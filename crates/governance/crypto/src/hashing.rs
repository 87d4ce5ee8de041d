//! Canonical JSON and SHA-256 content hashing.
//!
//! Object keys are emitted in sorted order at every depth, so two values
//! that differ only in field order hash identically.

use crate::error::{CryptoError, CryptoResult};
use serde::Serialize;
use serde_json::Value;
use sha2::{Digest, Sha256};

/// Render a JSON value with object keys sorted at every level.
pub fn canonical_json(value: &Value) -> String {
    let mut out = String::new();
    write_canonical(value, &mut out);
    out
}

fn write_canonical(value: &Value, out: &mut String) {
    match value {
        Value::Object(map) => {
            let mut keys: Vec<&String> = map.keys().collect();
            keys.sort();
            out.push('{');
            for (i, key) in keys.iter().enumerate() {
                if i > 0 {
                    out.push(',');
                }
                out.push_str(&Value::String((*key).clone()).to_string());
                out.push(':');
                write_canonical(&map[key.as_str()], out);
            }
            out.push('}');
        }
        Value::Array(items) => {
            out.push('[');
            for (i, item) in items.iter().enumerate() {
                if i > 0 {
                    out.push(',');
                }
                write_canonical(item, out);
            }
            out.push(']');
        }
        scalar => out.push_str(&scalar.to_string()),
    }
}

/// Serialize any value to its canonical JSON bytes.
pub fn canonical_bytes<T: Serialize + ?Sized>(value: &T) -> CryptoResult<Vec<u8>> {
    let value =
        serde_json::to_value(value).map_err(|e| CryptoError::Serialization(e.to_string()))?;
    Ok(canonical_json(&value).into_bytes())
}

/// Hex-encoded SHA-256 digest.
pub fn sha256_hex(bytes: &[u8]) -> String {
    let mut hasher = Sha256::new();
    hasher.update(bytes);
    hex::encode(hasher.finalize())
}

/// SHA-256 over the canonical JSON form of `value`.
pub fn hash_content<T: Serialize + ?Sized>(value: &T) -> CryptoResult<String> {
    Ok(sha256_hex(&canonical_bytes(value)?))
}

-------------------------

**Task**:
Set down no line except those from the one with "order hash identically." to the last line of the data, inclusive, each exactly as written.

**Expected answer**:
//! that differ only in field order hash identically.

use crate::error::{CryptoError, CryptoResult};
use serde::Serialize;
use serde_json::Value;
use sha2::{Digest, Sha256};

/// Render a JSON value with object keys sorted at every level.
pub fn canonical_json(value: &Value) -> String {
    let mut out = String::new();
    write_canonical(value, &mut out);
    out
}

fn write_canonical(value: &Value, out: &mut String) {
    match value {
        Value::Object(map) => {
            let mut keys: Vec<&String> = map.keys().collect();
            keys.sort();
            out.push('{');
            for (i, key) in keys.iter().enumerate() {
                if i > 0 {
                    out.push(',');
                }
                out.push_str(&Value::String((*key).clone()).to_string());
                out.push(':');
                write_canonical(&map[key.as_str()], out);
            }
            out.push('}');
        }
        Value::Array(items) => {
            out.push('[');
            for (i, item) in items.iter().enumerate() {
                if i > 0 {
                    out.push(',');
                }
                write_canonical(item, out);
            }
            out.push(']');
        }
        scalar => out.push_str(&scalar.to_string()),
    }
}

/// Serialize any value to its canonical JSON bytes.
pub fn canonical_bytes<T: Serialize + ?Sized>(value: &T) -> CryptoResult<Vec<u8>> {
    let value =
        serde_json::to_value(value).map_err(|e| CryptoError::Serialization(e.to_string()))?;
    Ok(canonical_json(&value).into_bytes())
}

/// Hex-encoded SHA-256 digest.
pub fn sha256_hex(bytes: &[u8]) -> String {
    let mut hasher = Sha256::new();
    hasher.update(bytes);
    hex::encode(hasher.finalize())
}

/// SHA-256 over the canonical JSON form of `value`.
pub fn hash_content<T: Serialize + ?Sized>(value: &T) -> CryptoResult<String> {
    Ok(sha256_hex(&canonical_bytes(value)?))
}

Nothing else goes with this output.